▶ **WHAT IS REQUIRED**
The full set of entries needs to be reproduced exactly.

▶ **DATA FOR PROCESSING**
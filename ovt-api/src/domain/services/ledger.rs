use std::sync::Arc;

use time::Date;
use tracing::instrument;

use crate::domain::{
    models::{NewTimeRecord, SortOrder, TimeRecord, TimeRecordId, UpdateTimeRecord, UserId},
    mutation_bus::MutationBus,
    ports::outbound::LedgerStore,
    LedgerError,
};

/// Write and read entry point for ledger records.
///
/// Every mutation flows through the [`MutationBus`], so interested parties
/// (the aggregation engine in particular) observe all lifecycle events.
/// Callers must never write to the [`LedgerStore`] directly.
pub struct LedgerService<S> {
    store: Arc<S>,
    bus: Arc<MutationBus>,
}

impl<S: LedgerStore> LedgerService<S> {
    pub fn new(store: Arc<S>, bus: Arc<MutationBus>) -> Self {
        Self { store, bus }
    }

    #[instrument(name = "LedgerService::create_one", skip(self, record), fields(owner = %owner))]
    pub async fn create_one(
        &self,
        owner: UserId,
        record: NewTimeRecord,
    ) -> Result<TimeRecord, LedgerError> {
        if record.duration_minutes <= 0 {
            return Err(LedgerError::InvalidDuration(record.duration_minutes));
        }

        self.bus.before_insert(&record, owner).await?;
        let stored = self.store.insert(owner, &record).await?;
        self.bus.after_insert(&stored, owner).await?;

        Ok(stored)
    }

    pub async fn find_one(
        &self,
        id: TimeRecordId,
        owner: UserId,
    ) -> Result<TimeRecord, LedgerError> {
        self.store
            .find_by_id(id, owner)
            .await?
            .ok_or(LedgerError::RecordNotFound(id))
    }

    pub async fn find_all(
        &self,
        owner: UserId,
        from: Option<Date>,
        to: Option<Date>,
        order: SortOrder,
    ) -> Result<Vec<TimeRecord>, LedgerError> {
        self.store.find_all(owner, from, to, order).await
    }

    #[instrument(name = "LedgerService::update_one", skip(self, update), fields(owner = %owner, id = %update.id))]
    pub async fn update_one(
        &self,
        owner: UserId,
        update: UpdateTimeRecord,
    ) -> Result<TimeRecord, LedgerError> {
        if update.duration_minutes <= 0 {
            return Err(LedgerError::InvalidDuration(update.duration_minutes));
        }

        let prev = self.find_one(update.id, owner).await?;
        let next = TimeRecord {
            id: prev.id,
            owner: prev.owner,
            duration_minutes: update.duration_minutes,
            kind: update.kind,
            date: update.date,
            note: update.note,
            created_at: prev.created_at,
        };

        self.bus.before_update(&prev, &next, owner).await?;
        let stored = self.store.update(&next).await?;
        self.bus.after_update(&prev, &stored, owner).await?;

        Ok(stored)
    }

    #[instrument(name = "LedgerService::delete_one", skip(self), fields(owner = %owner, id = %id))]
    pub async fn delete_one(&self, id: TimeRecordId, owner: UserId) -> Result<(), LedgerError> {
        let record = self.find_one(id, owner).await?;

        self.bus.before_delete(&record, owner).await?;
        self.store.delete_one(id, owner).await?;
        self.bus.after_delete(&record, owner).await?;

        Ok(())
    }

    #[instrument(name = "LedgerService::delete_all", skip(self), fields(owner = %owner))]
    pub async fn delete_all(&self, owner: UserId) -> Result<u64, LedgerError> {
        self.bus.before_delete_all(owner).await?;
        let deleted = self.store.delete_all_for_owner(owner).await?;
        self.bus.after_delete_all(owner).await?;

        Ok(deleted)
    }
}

▶ **RESPONSE TO THIS TASK**
filename ovt-api/src/domain/services/ledger.rs
use std::sync::Arc;

use time::Date;
use tracing::instrument;

use crate::domain::{
    models::{NewTimeRecord, SortOrder, TimeRecord, TimeRecordId, UpdateTimeRecord, UserId},
    mutation_bus::MutationBus,
    ports::outbound::LedgerStore,
    LedgerError,
};

/// Write and read entry point for ledger records.
///
/// Every mutation flows through the [`MutationBus`], so interested parties
/// (the aggregation engine in particular) observe all lifecycle events.
/// Callers must never write to the [`LedgerStore`] directly.
pub struct LedgerService<S> {
    store: Arc<S>,
    bus: Arc<MutationBus>,
}

impl<S: LedgerStore> LedgerService<S> {
    pub fn new(store: Arc<S>, bus: Arc<MutationBus>) -> Self {
        Self { store, bus }
    }

    #[instrument(name = "LedgerService::create_one", skip(self, record), fields(owner = %owner))]
    pub async fn create_one(
        &self,
        owner: UserId,
        record: NewTimeRecord,
    ) -> Result<TimeRecord, LedgerError> {
        if record.duration_minutes <= 0 {
            return Err(LedgerError::InvalidDuration(record.duration_minutes));
        }

        self.bus.before_insert(&record, owner).await?;
        let stored = self.store.insert(owner, &record).await?;
        self.bus.after_insert(&stored, owner).await?;

        Ok(stored)
    }

    pub async fn find_one(
        &self,
        id: TimeRecordId,
        owner: UserId,
    ) -> Result<TimeRecord, LedgerError> {
        self.store
            .find_by_id(id, owner)
            .await?
            .ok_or(LedgerError::RecordNotFound(id))
    }

    pub async fn find_all(
        &self,
        owner: UserId,
        from: Option<Date>,
        to: Option<Date>,
        order: SortOrder,
    ) -> Result<Vec<TimeRecord>, LedgerError> {
        self.store.find_all(owner, from, to, order).await
    }

    #[instrument(name = "LedgerService::update_one", skip(self, update), fields(owner = %owner, id = %update.id))]
    pub async fn update_one(
        &self,
        owner: UserId,
        update: UpdateTimeRecord,
    ) -> Result<TimeRecord, LedgerError> {
        if update.duration_minutes <= 0 {
            return Err(LedgerError::InvalidDuration(update.duration_minutes));
        }

        let prev = self.find_one(update.id, owner).await?;
        let next = TimeRecord {
            id: prev.id,
            owner: prev.owner,
            duration_minutes: update.duration_minutes,
            kind: update.kind,
            date: update.date,
            note: update.note,
            created_at: prev.created_at,
        };

        self.bus.before_update(&prev, &next, owner).await?;
        let stored = self.store.update(&next).await?;
        self.bus.after_update(&prev, &stored, owner).await?;

        Ok(stored)
    }

    #[instrument(name = "LedgerService::delete_one", skip(self), fields(owner = %owner, id = %id))]
    pub async fn delete_one(&self, id: TimeRecordId, owner: UserId) -> Result<(), LedgerError> {
        let record = self.find_one(id, owner).await?;

        self.bus.before_delete(&record, owner).await?;
        self.store.delete_one(id, owner).await?;
        self.bus.after_delete(&record, owner).await?;

        Ok(())
    }

    #[instrument(name = "LedgerService::delete_all", skip(self), fields(owner = %owner))]
    pub async fn delete_all(&self, owner: UserId) -> Result<u64, LedgerError> {
        self.bus.before_delete_all(owner).await?;
        let deleted = self.store.delete_all_for_owner(owner).await?;
        self.bus.after_delete_all(owner).await?;

        Ok(deleted)
    }
}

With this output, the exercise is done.